De loin, je ne sais pas si cette masse sombre autour de laquelle s’affaire un groupe de pigeons est le cadavre d’un enfant ou un sac poubelle. Je suppose que c’est un sac poubelle parce que c’est ce que l’on est habitué à trouver, par terre, au pied des arbres, à Paris, mais se pourrait-il qu’un jour, le monde dans lequel nous vivons ait à ce point changé qu’on ne s’attende plus à trouver là des sacs poubelle, mais des cadavres d’enfants ? Dans la matinée, à des moments différents, deux jeunes femmes emploient cette même expression : « zéro virgule un », et je ne sais pas de quoi elles parlent. Parlent-elles de la même chose ou sont-ce deux choses différentes qu’elles nomment ainsi ? Pour le savoir, il faudrait que je leur pose la question, mais quel homme serait assez fou, un jour comme aujourd’hui, pour aborder une femme, a fortiori une femme plus jeune que lui, dans la rue ? Ne serait-ce que le mot « Bonjour » semble une violence.
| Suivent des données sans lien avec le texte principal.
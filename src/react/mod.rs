//! 编排层：Planner 协议、工具调用主循环与过程事件

pub mod events;
pub mod loop_;
pub mod planner;

pub use events::TurnEvent;
pub use loop_::{LoopError, ToolLoop};
pub use planner::{parse_llm_output, MalformedToolCall, Planner, PlannerOutput, ToolCall};
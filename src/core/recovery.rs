//! 错误恢复引擎
//!
//! 根据 TaskError 类型返回 RecoveryAction，供任务执行器决定是带反馈重试、盲重试还是终止。

use crate::core::TaskError;

/// 反馈列表最多列出的校验错误条数
pub const MAX_FEEDBACK_ITEMS: usize = 12;

/// 恢复引擎给出的建议动作
#[derive(Debug, Clone, PartialEq, Eq)]
pub enum RecoveryAction {
    /// 把失败项注入下一次尝试的提示，让模型修正（软失败）
    RetryWithFeedback(Vec<String>),
    /// 清空已有反馈后原样重试（硬失败）
    RetryBlind,
    /// 不再重试，直接上抛
    Abort,
}

/// 语义化错误恢复：将错误映射为可执行动作
#[derive(Debug, Default)]
pub struct RecoveryEngine;

impl RecoveryEngine {
    pub fn new() -> Self {
        Self
    }

    pub fn handle(&self, err: &TaskError) -> RecoveryAction {
        match err {
            TaskError::Validation(errors) => RecoveryAction::RetryWithFeedback(errors.clone()),
            TaskError::Transport(_) => RecoveryAction::RetryBlind,
            TaskError::Cancelled | TaskError::Configuration(_) | TaskError::Exhausted { .. } => {
                RecoveryAction::Abort
            }
        }
    }

    /// 在原提示后追加编号的失败列表与修正指令
    pub fn feedback_prompt(prompt: &str, errors: &[String]) -> String {
        if errors.is_empty() {
            return prompt.to_string();
        }
        let mut out = String::with_capacity(prompt.len() + 256);
        out.push_str(prompt);
        out.push_str("\n\nYour previous answer was rejected for these reasons:\n");
        for (i, e) in errors.iter().take(MAX_FEEDBACK_ITEMS).enumerate() {
            out.push_str(&format!("{}. {}\n", i + 1, e));
        }
        if errors.len() > MAX_FEEDBACK_ITEMS {
            out.push_str(&format!(
                "(and {} more)\n",
                errors.len() - MAX_FEEDBACK_ITEMS
            ));
        }
        out.push_str("Fix every issue listed above and answer again with the complete corrected result.");
        out
    }
}
//! 工具调用主循环
//!
//! Plan -> Act (Tool，经 StepEnvelope) -> Observe -> 下一轮 Plan，直到模型给出最终回复、
//! 回合被取消、出现致命错误或达到步数上限。一次只执行一个工具，完整结束（含持久化）后再规划下一步。

use tokio::sync::mpsc::UnboundedSender;
use tokio_util::sync::CancellationToken;

use crate::core::{RuntimeState, StepError, TaskError, TurnError};
use crate::llm::{ModelCandidate, TaskExecutor, TaskName, TaskPolicy};
use crate::memory::{Message, MessagePart, ToolCallState};
use crate::react::{parse_llm_output, Planner, PlannerOutput, TurnEvent};
use crate::tools::{StepEnvelope, ToolRegistry};

/// 流式回复时每段字符数
const CHUNK_CHARS: usize = 24;
/// Observation 事件预览最大字符数
const OBSERVATION_PREVIEW_CHARS: usize = 200;
/// 回填给模型的工具结果最大字符数
const OBSERVATION_MAX_CHARS: usize = 4000;

/// 循环失败
#[derive(Debug)]
pub enum LoopError {
    /// 第一次规划调用失败，尚未运行任何工具（入口可改用回退模型重来）
    FirstPlan(TaskError),
    Turn(TurnError),
}

impl From<TurnError> for LoopError {
    fn from(err: TurnError) -> Self {
        LoopError::Turn(err)
    }
}

/// 一个回合的循环配置
pub struct ToolLoop<'a> {
    pub executor: &'a TaskExecutor,
    pub planner: &'a Planner,
    pub tools: &'a ToolRegistry,
    pub envelope: &'a StepEnvelope,
    pub max_steps: usize,
    pub events: Option<&'a UnboundedSender<TurnEvent>>,
}

impl<'a> ToolLoop<'a> {
    fn emit(&self, ev: TurnEvent) {
        if let Some(tx) = self.events {
            let _ = tx.send(ev);
        }
    }

    /// 用指定候选模型驱动循环；transcript 随过程追加（失败时也保留已追加的部分）
    pub async fn run(
        &self,
        candidate: &ModelCandidate,
        policy: &TaskPolicy,
        transcript: &mut Vec<Message>,
        state: &mut RuntimeState,
        cancel: &CancellationToken,
    ) -> Result<String, LoopError> {
        let mut step = 0;

        loop {
            self.emit(TurnEvent::StepUpdate {
                step,
                max_steps: self.max_steps,
            });

            if cancel.is_cancelled() || state.is_cancelled() {
                return Err(TurnError::Cancelled.into());
            }

            if step >= self.max_steps {
                tracing::warn!(max_steps = self.max_steps, "Step budget exhausted");
                let text = format!(
                    "I reached the limit of {} steps for this turn. Progress so far has been saved; \
                     ask me to continue.",
                    self.max_steps
                );
                self.finish(&text, transcript);
                return Ok(text);
            }

            let mut messages = Vec::with_capacity(transcript.len() + 1);
            messages.push(Message::system(self.planner.system_prompt(self.tools, state)));
            messages.extend(transcript.iter().cloned());

            self.emit(TurnEvent::Thinking);
            let output = match self.plan(candidate, policy, &messages, cancel).await {
                Ok(o) => o,
                Err(TaskError::Cancelled) => return Err(TurnError::Cancelled.into()),
                Err(e) if step == 0 => return Err(LoopError::FirstPlan(e)),
                Err(e) => return Err(TurnError::Task(e).into()),
            };

            match parse_llm_output(&output) {
                Ok(PlannerOutput::Response(text)) => {
                    self.finish(&text, transcript);
                    return Ok(text);
                }
                Ok(PlannerOutput::ToolCall(tc)) => {
                    self.emit(TurnEvent::ToolCall {
                        tool: tc.tool.clone(),
                        args: tc.args.clone(),
                    });
                    let Some(tool) = self.tools.get(&tc.tool) else {
                        let names = self.tools.tool_names().join(", ");
                        self.emit(TurnEvent::ToolFailure {
                            tool: tc.tool.clone(),
                            reason: "unknown tool".to_string(),
                        });
                        transcript.push(Message::assistant(output.trim()));
                        transcript.push(Message::user(format!(
                            "Tool '{}' does not exist. Available tools: {names}.",
                            tc.tool
                        )));
                        step += 1;
                        continue;
                    };

                    let result = self
                        .envelope
                        .run_step(tool.as_ref(), tc.args.clone(), state, cancel)
                        .await;
                    let (call_state, output_value, observation) = match result {
                        Ok(out) => {
                            let value = out.to_value();
                            let text = truncate(&value.to_string(), OBSERVATION_MAX_CHARS);
                            (ToolCallState::Completed, Some(value), text)
                        }
                        Err(e) if e.is_cancelled() => {
                            transcript.push(tool_call_message(&output, &tc.tool, &tc.args, ToolCallState::Cancelled, None));
                            return Err(TurnError::Cancelled.into());
                        }
                        Err(e @ StepError::Failed { fatal: true, .. }) | Err(e @ StepError::Store { .. }) => {
                            transcript.push(tool_call_message(&output, &tc.tool, &tc.args, ToolCallState::Error, None));
                            return Err(TurnError::Step(e).into());
                        }
                        Err(e) => {
                            let reason = match &e {
                                StepError::Failed { message, .. } => message.clone(),
                                other => other.to_string(),
                            };
                            self.emit(TurnEvent::ToolFailure {
                                tool: tc.tool.clone(),
                                reason: reason.clone(),
                            });
                            (ToolCallState::Error, None, format!("Error: {reason}"))
                        }
                    };

                    self.emit(TurnEvent::Observation {
                        tool: tc.tool.clone(),
                        preview: truncate(&observation, OBSERVATION_PREVIEW_CHARS),
                    });
                    transcript.push(tool_call_message(&output, &tc.tool, &tc.args, call_state, output_value));
                    transcript.push(Message::user(format!(
                        "Observation from {}: {}",
                        tc.tool, observation
                    )));
                }
                Err(e) => {
                    tracing::debug!(error = %e, "Planner output could not be parsed");
                    transcript.push(Message::assistant(output.trim()));
                    transcript.push(Message::user(format!(
                        "Your last reply was not a valid tool call ({e}). Reply with a single JSON object \
                         {{\"tool\": \"<name>\", \"args\": {{...}}}} or answer in plain text."
                    )));
                }
            }

            step += 1;
        }
    }

    /// 单次规划：同一候选上对传输失败重试 max_retries 次
    async fn plan(
        &self,
        candidate: &ModelCandidate,
        policy: &TaskPolicy,
        messages: &[Message],
        cancel: &CancellationToken,
    ) -> Result<String, TaskError> {
        let attempts = policy.max_retries + 1;
        let mut last = TaskError::Transport("no planning attempt was made".to_string());
        for attempt in 1..=attempts {
            match self.executor.complete_once(candidate, policy, messages, cancel).await {
                Ok(text) => return Ok(text),
                Err(e @ (TaskError::Cancelled | TaskError::Configuration(_))) => return Err(e),
                Err(e) => {
                    tracing::warn!(model = %candidate.label, attempt, error = %e, "Planning call failed");
                    last = e;
                }
            }
        }
        Err(TaskError::Exhausted {
            task: TaskName::Orchestrate,
            attempts,
            last: Box::new(last),
        })
    }

    fn finish(&self, text: &str, transcript: &mut Vec<Message>) {
        let chars: Vec<char> = text.chars().collect();
        for chunk in chars.chunks(CHUNK_CHARS) {
            self.emit(TurnEvent::MessageChunk {
                text: chunk.iter().collect(),
            });
        }
        self.emit(TurnEvent::MessageDone);
        transcript.push(Message::assistant(text));
    }
}

fn tool_call_message(
    raw: &str,
    tool: &str,
    args: &serde_json::Value,
    state: ToolCallState,
    output: Option<serde_json::Value>,
) -> Message {
    Message::assistant(raw.trim()).with_part(MessagePart::ToolCall {
        tool_name: tool.to_string(),
        state,
        input: args.clone(),
        output,
    })
}

fn truncate(text: &str, max_chars: usize) -> String {
    if text.chars().count() > max_chars {
        format!("{}...", text.chars().take(max_chars).collect::<String>())
    } else {
        text.to_string()
    }
}

#[cfg(test)]
mod tests {
    use super::*;
    use crate::llm::{LlmError, MockLlmClient, MockReply};
    use crate::tools::testing::{mock_executor, state_with_video};
    use crate::tools::{RenderDocumentTool, StepEnvelope};
    use std::sync::Arc;
    use std::time::Duration;

    fn registry() -> ToolRegistry {
        let mut tools = ToolRegistry::new();
        tools.register(RenderDocumentTool::new("previews/local"));
        tools
    }

    async fn run_loop(
        llm: Arc<MockLlmClient>,
        max_steps: usize,
        state: &mut RuntimeState,
        transcript: &mut Vec<Message>,
    ) -> Result<String, LoopError> {
        let executor = mock_executor(llm);
        let planner = Planner::default();
        let tools = registry();
        let envelope = StepEnvelope::anonymous(Duration::from_secs(5));
        let route = executor.router().resolve(TaskName::Orchestrate).clone();
        let tool_loop = ToolLoop {
            executor: &executor,
            planner: &planner,
            tools: &tools,
            envelope: &envelope,
            max_steps,
            events: None,
        };
        tool_loop
            .run(&route.primary, &route.policy, transcript, state, &CancellationToken::new())
            .await
    }

    #[tokio::test]
    async fn test_tool_failure_becomes_observation() {
        let llm = Arc::new(MockLlmClient::new());
        llm.push_text(r#"{"tool": "render_document", "args": {}}"#)
            .push_text("There is nothing to render yet.");
        let mut state = state_with_video();
        let mut transcript = vec![Message::user("render it")];

        let reply = run_loop(llm.clone(), 5, &mut state, &mut transcript).await.unwrap();
        assert_eq!(reply, "There is nothing to render yet.");
        assert_eq!(transcript.len(), 4);
        assert!(transcript[2].content.starts_with("Observation from render_document: Error:"));
        assert!(matches!(
            transcript[1].parts[0],
            MessagePart::ToolCall { state: ToolCallState::Error, .. }
        ));
        assert!(llm.calls()[1].last_user_text().contains("Error: nothing to render"));
    }

    #[tokio::test]
    async fn test_unknown_tool_and_step_budget() {
        let llm = Arc::new(MockLlmClient::new().with_default(MockReply::Text(
            r#"{"tool": "book_flight", "args": {}}"#.into(),
        )));
        let mut state = state_with_video();
        let mut transcript = vec![Message::user("book it")];

        let reply = run_loop(llm.clone(), 3, &mut state, &mut transcript).await.unwrap();
        assert!(reply.contains("limit of 3 steps"));
        assert_eq!(llm.call_count(), 3);
        assert!(transcript[2].content.contains("does not exist"));
    }

    #[tokio::test]
    async fn test_first_plan_failure_is_reported() {
        let llm = Arc::new(
            MockLlmClient::new().with_default(MockReply::Fail(LlmError::Transport("down".into()))),
        );
        let mut state = state_with_video();
        let mut transcript = vec![Message::user("hi")];

        let err = run_loop(llm.clone(), 3, &mut state, &mut transcript).await.unwrap_err();
        assert!(matches!(err, LoopError::FirstPlan(TaskError::Exhausted { .. })));
        // 默认编排策略 max_retries = 1
        assert_eq!(llm.call_count(), 2);
        assert_eq!(transcript.len(), 1);
    }

    #[test]
    fn test_truncate() {
        assert_eq!(truncate("abcdef", 3), "abc...");
        assert_eq!(truncate("abc", 3), "abc");
    }
}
Moi, qui n’ai jamais abordé femme qui soit dans la rue pour séduire ou je ne sais quoi, tellement j’ai toujours trouvé que c’était là un des sommets de la vulgarité, ce n’est certainement pas aujourd’hui que je vais entreprendre une démarche de ce genre. J’ai l’impression d’avoir déjà dit cela quelque part, mais je ne sais plus où, et je n’ai pas envie de chercher. Au lieu de chercher, je pense à cette scène de Vertigo où Scottie ayant retrouvé Judy, en qui il reconnaît nécessairement quoique confusément encore Madeleine, l’invite à dîner : 
SCOTTIE. — Will you have dinner with me?
JUDY. — (Immediately wary, the smile fading) Why?
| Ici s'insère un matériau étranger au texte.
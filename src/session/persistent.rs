//! SQLite 会话存储与步骤账本
//!
//! 快照与消息以 JSON 文本存在 sessions 表；账本条目存在 session_steps 表，
//! 按自增 seq 保持创建顺序。快照写入在事务内「读取后合并」。

#![cfg(feature = "async-sqlite")]

use std::path::Path;

use async_trait::async_trait;
use chrono::{DateTime, Utc};
use serde_json::Value;
use sqlx::sqlite::{SqlitePool, SqlitePoolOptions, SqliteRow};
use sqlx::Row;

use crate::core::StoreError;
use crate::memory::Message;
use crate::session::{
    SessionSnapshot, SessionStatus, SessionStore, SnapshotPatch, StepLedger, StepLedgerEntry,
    StepStatus,
};

impl From<sqlx::Error> for StoreError {
    fn from(err: sqlx::Error) -> Self {
        StoreError::Database(err.to_string())
    }
}

pub struct SqliteSessionStore {
    pool: SqlitePool,
}

impl SqliteSessionStore {
    pub async fn new(db_path: impl AsRef<Path>) -> Result<Self, StoreError> {
        let db_url = format!("sqlite:{}?mode=rwc", db_path.as_ref().display());
        let pool = SqlitePoolOptions::new()
            .max_connections(5)
            .connect(&db_url)
            .await?;
        let store = Self { pool };
        store.init_tables().await?;
        tracing::info!(path = %db_path.as_ref().display(), "SQLite session store ready");
        Ok(store)
    }

    async fn init_tables(&self) -> Result<(), StoreError> {
        sqlx::query(
            "CREATE TABLE IF NOT EXISTS sessions (
                id TEXT PRIMARY KEY,
                owner_id TEXT NOT NULL,
                status TEXT NOT NULL,
                error_message TEXT,
                snapshot TEXT,
                messages TEXT NOT NULL DEFAULT '[]',
                created_at TEXT NOT NULL,
                updated_at TEXT NOT NULL
            )",
        )
        .execute(&self.pool)
        .await?;

        sqlx::query(
            "CREATE TABLE IF NOT EXISTS session_steps (
                seq INTEGER PRIMARY KEY AUTOINCREMENT,
                id TEXT NOT NULL UNIQUE,
                session_id TEXT NOT NULL,
                tool_name TEXT NOT NULL,
                status TEXT NOT NULL,
                input TEXT NOT NULL,
                output TEXT,
                error_message TEXT,
                duration_ms INTEGER,
                started_at TEXT NOT NULL,
                finished_at TEXT,
                FOREIGN KEY (session_id) REFERENCES sessions(id) ON DELETE CASCADE
            )",
        )
        .execute(&self.pool)
        .await?;

        sqlx::query(
            "CREATE INDEX IF NOT EXISTS idx_session_steps_session ON session_steps(session_id, seq)",
        )
        .execute(&self.pool)
        .await?;

        Ok(())
    }

    pub async fn close(&self) {
        self.pool.close().await;
    }

    /// 校验 owner；会话不存在时返回 None
    async fn owner_of(&self, session_id: &str, owner_id: &str) -> Result<Option<()>, StoreError> {
        let row = sqlx::query("SELECT owner_id FROM sessions WHERE id = ?")
            .bind(session_id)
            .fetch_optional(&self.pool)
            .await?;
        match row {
            None => Ok(None),
            Some(row) => {
                let owner: String = row.get("owner_id");
                if owner == owner_id {
                    Ok(Some(()))
                } else {
                    Err(StoreError::NotOwner {
                        session_id: session_id.to_string(),
                        owner_id: owner_id.to_string(),
                    })
                }
            }
        }
    }

    /// 会话不存在则创建（Idle）
    async fn ensure_session(&self, session_id: &str, owner_id: &str) -> Result<(), StoreError> {
        if self.owner_of(session_id, owner_id).await?.is_some() {
            return Ok(());
        }
        let now = Utc::now().to_rfc3339();
        sqlx::query(
            "INSERT OR IGNORE INTO sessions (id, owner_id, status, created_at, updated_at)
             VALUES (?, ?, ?, ?, ?)",
        )
        .bind(session_id)
        .bind(owner_id)
        .bind(SessionStatus::Idle.as_str())
        .bind(&now)
        .bind(&now)
        .execute(&self.pool)
        .await?;
        // 并发插入时另一方可能已写入不同 owner
        self.owner_of(session_id, owner_id).await?;
        Ok(())
    }

    async fn set_status(
        &self,
        session_id: &str,
        owner_id: &str,
        status: SessionStatus,
        error_message: Option<&str>,
    ) -> Result<(), StoreError> {
        self.ensure_session(session_id, owner_id).await?;
        sqlx::query("UPDATE sessions SET status = ?, error_message = ?, updated_at = ? WHERE id = ?")
            .bind(status.as_str())
            .bind(error_message)
            .bind(Utc::now().to_rfc3339())
            .bind(session_id)
            .execute(&self.pool)
            .await?;
        Ok(())
    }

    async fn finish_step(
        &self,
        step_id: &str,
        status: StepStatus,
        output: Option<String>,
        error_message: Option<&str>,
        duration_ms: u64,
    ) -> Result<(), StoreError> {
        let result = sqlx::query(
            "UPDATE session_steps
             SET status = ?, output = ?, error_message = ?, duration_ms = ?, finished_at = ?
             WHERE id = ? AND status = 'running'",
        )
        .bind(status.as_str())
        .bind(output)
        .bind(error_message)
        .bind(duration_ms as i64)
        .bind(Utc::now().to_rfc3339())
        .bind(step_id)
        .execute(&self.pool)
        .await?;

        if result.rows_affected() == 1 {
            return Ok(());
        }
        let exists = sqlx::query("SELECT 1 FROM session_steps WHERE id = ?")
            .bind(step_id)
            .fetch_optional(&self.pool)
            .await?
            .is_some();
        if exists {
            Err(StoreError::AlreadyTerminal(step_id.to_string()))
        } else {
            Err(StoreError::StepNotFound(step_id.to_string()))
        }
    }
}

fn parse_time(raw: &str) -> Result<DateTime<Utc>, StoreError> {
    DateTime::parse_from_rfc3339(raw)
        .map(|t| t.with_timezone(&Utc))
        .map_err(|e| StoreError::Database(format!("bad timestamp '{raw}': {e}")))
}

fn step_from_row(row: &SqliteRow) -> Result<StepLedgerEntry, StoreError> {
    let status: String = row.get("status");
    let input: String = row.get("input");
    let output: Option<String> = row.get("output");
    let started_at: String = row.get("started_at");
    let finished_at: Option<String> = row.get("finished_at");
    let duration_ms: Option<i64> = row.get("duration_ms");

    Ok(StepLedgerEntry {
        id: row.get("id"),
        session_id: row.get("session_id"),
        tool_name: row.get("tool_name"),
        status: StepStatus::parse(&status)
            .ok_or_else(|| StoreError::Database(format!("unknown step status '{status}'")))?,
        input: serde_json::from_str(&input)?,
        output: output.as_deref().map(serde_json::from_str).transpose()?,
        error_message: row.get("error_message"),
        duration_ms: duration_ms.map(|d| d.max(0) as u64),
        started_at: parse_time(&started_at)?,
        finished_at: finished_at.as_deref().map(parse_time).transpose()?,
    })
}

#[async_trait]
impl SessionStore for SqliteSessionStore {
    async fn get_snapshot(
        &self,
        session_id: &str,
        owner_id: &str,
    ) -> Result<Option<SessionSnapshot>, StoreError> {
        if self.owner_of(session_id, owner_id).await?.is_none() {
            return Ok(None);
        }
        let row = sqlx::query("SELECT snapshot FROM sessions WHERE id = ?")
            .bind(session_id)
            .fetch_one(&self.pool)
            .await?;
        let raw: Option<String> = row.get("snapshot");
        Ok(raw.as_deref().map(serde_json::from_str).transpose()?)
    }

    async fn upsert_snapshot(
        &self,
        session_id: &str,
        owner_id: &str,
        patch: SnapshotPatch,
    ) -> Result<SessionSnapshot, StoreError> {
        self.ensure_session(session_id, owner_id).await?;

        let mut tx = self.pool.begin().await?;
        let row = sqlx::query("SELECT snapshot FROM sessions WHERE id = ?")
            .bind(session_id)
            .fetch_one(&mut *tx)
            .await?;
        let raw: Option<String> = row.get("snapshot");
        let existing: Option<SessionSnapshot> = raw.as_deref().map(serde_json::from_str).transpose()?;
        let merged = SessionSnapshot::merge(existing, patch);

        sqlx::query("UPDATE sessions SET snapshot = ?, updated_at = ? WHERE id = ?")
            .bind(serde_json::to_string(&merged)?)
            .bind(Utc::now().to_rfc3339())
            .bind(session_id)
            .execute(&mut *tx)
            .await?;
        tx.commit().await?;
        Ok(merged)
    }

    async fn get_status(
        &self,
        session_id: &str,
        owner_id: &str,
    ) -> Result<SessionStatus, StoreError> {
        if self.owner_of(session_id, owner_id).await?.is_none() {
            return Ok(SessionStatus::Idle);
        }
        let row = sqlx::query("SELECT status FROM sessions WHERE id = ?")
            .bind(session_id)
            .fetch_one(&self.pool)
            .await?;
        let status: String = row.get("status");
        SessionStatus::parse(&status)
            .ok_or_else(|| StoreError::Database(format!("unknown session status '{status}'")))
    }

    async fn mark_running(&self, session_id: &str, owner_id: &str) -> Result<(), StoreError> {
        self.set_status(session_id, owner_id, SessionStatus::Running, None).await
    }

    async fn mark_completed(&self, session_id: &str, owner_id: &str) -> Result<(), StoreError> {
        self.set_status(session_id, owner_id, SessionStatus::Completed, None).await
    }

    async fn mark_cancelled(&self, session_id: &str, owner_id: &str) -> Result<(), StoreError> {
        self.set_status(session_id, owner_id, SessionStatus::Cancelled, None).await
    }

    async fn mark_error(
        &self,
        session_id: &str,
        owner_id: &str,
        message: &str,
    ) -> Result<(), StoreError> {
        self.set_status(session_id, owner_id, SessionStatus::Error, Some(message)).await
    }

    async fn save_messages(
        &self,
        session_id: &str,
        owner_id: &str,
        messages: &[Message],
    ) -> Result<(), StoreError> {
        self.ensure_session(session_id, owner_id).await?;
        sqlx::query("UPDATE sessions SET messages = ?, updated_at = ? WHERE id = ?")
            .bind(serde_json::to_string(messages)?)
            .bind(Utc::now().to_rfc3339())
            .bind(session_id)
            .execute(&self.pool)
            .await?;
        Ok(())
    }

    async fn load_messages(
        &self,
        session_id: &str,
        owner_id: &str,
    ) -> Result<Vec<Message>, StoreError> {
        if self.owner_of(session_id, owner_id).await?.is_none() {
            return Ok(Vec::new());
        }
        let row = sqlx::query("SELECT messages FROM sessions WHERE id = ?")
            .bind(session_id)
            .fetch_one(&self.pool)
            .await?;
        let raw: String = row.get("messages");
        Ok(serde_json::from_str(&raw)?)
    }
}

#[async_trait]
impl StepLedger for SqliteSessionStore {
    async fn create_step(
        &self,
        session_id: &str,
        owner_id: &str,
        tool_name: &str,
        input: &Value,
    ) -> Result<String, StoreError> {
        self.ensure_session(session_id, owner_id).await?;
        let entry = StepLedgerEntry::running(session_id, tool_name, input.clone());
        sqlx::query(
            "INSERT INTO session_steps (id, session_id, tool_name, status, input, started_at)
             VALUES (?, ?, ?, ?, ?, ?)",
        )
        .bind(&entry.id)
        .bind(session_id)
        .bind(tool_name)
        .bind(entry.status.as_str())
        .bind(serde_json::to_string(input)?)
        .bind(entry.started_at.to_rfc3339())
        .execute(&self.pool)
        .await?;
        Ok(entry.id)
    }

    async fn complete_step(
        &self,
        step_id: &str,
        output: &Value,
        duration_ms: u64,
    ) -> Result<(), StoreError> {
        let output = serde_json::to_string(output)?;
        self.finish_step(step_id, StepStatus::Success, Some(output), None, duration_ms)
            .await
    }

    async fn fail_step(
        &self,
        step_id: &str,
        message: &str,
        duration_ms: u64,
    ) -> Result<(), StoreError> {
        self.finish_step(step_id, StepStatus::Error, None, Some(message), duration_ms)
            .await
    }

    async fn cancel_step(&self, step_id: &str, duration_ms: u64) -> Result<(), StoreError> {
        self.finish_step(step_id, StepStatus::Cancelled, None, None, duration_ms)
            .await
    }

    async fn list_steps(
        &self,
        session_id: &str,
        owner_id: &str,
    ) -> Result<Vec<StepLedgerEntry>, StoreError> {
        if self.owner_of(session_id, owner_id).await?.is_none() {
            return Ok(Vec::new());
        }
        let rows = sqlx::query("SELECT * FROM session_steps WHERE session_id = ? ORDER BY seq ASC")
            .bind(session_id)
            .fetch_all(&self.pool)
            .await?;
        rows.iter().map(step_from_row).collect()
    }
}

#[cfg(test)]
mod tests {
    use super::*;
    use serde_json::json;
    use tempfile::TempDir;

    #[tokio::test]
    async fn test_snapshot_and_ledger_survive_reopen() {
        let temp_dir = TempDir::new().unwrap();
        let db_path = temp_dir.path().join("sessions.db");

        let store = SqliteSessionStore::new(&db_path).await.unwrap();
        store.mark_running("s1", "alice").await.unwrap();
        let step = store
            .create_step("s1", "alice", "fetch_video", &json!({"url": "https://youtu.be/x"}))
            .await
            .unwrap();
        store.complete_step(&step, &json!({"id": "x"}), 40).await.unwrap();
        let mut patch = SnapshotPatch::default();
        patch.context = json!({"title": "Kyoto"}).as_object().cloned();
        store.upsert_snapshot("s1", "alice", patch).await.unwrap();
        store.close().await;

        let store = SqliteSessionStore::new(&db_path).await.unwrap();
        assert_eq!(store.get_status("s1", "alice").await.unwrap(), SessionStatus::Running);
        let snap = store.get_snapshot("s1", "alice").await.unwrap().unwrap();
        assert_eq!(snap.context["title"], "Kyoto");
        let steps = store.list_steps("s1", "alice").await.unwrap();
        assert_eq!(steps.len(), 1);
        assert_eq!(steps[0].status, StepStatus::Success);
        assert!(matches!(
            store.cancel_step(&step, 1).await,
            Err(StoreError::AlreadyTerminal(_))
        ));
        assert!(matches!(
            store.get_snapshot("s1", "bob").await,
            Err(StoreError::NotOwner { .. })
        ));
    }
}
SCOTTIE. — Well, I feel I owe you something for all this…
JUDY. — No, you don’t owe me anything.
SCOTTIE. — Then will you for me?
JUDY. — (Warily) Dinner … and what else?
SCOTTIE. — Just dinner.
JUDY. — Because I remind you of her?
SCOTTIE. — Because I’d like to have dinner with you.
She smiles, pleased with the gallantry of his answer, and regards him thoughtfully.
JUDY. — (Slowly) Well … I’ve been on blind dates before… Matter of fact, to be honest, I’ve been picked up before.
(Vertigo, Draft 9-12-1957)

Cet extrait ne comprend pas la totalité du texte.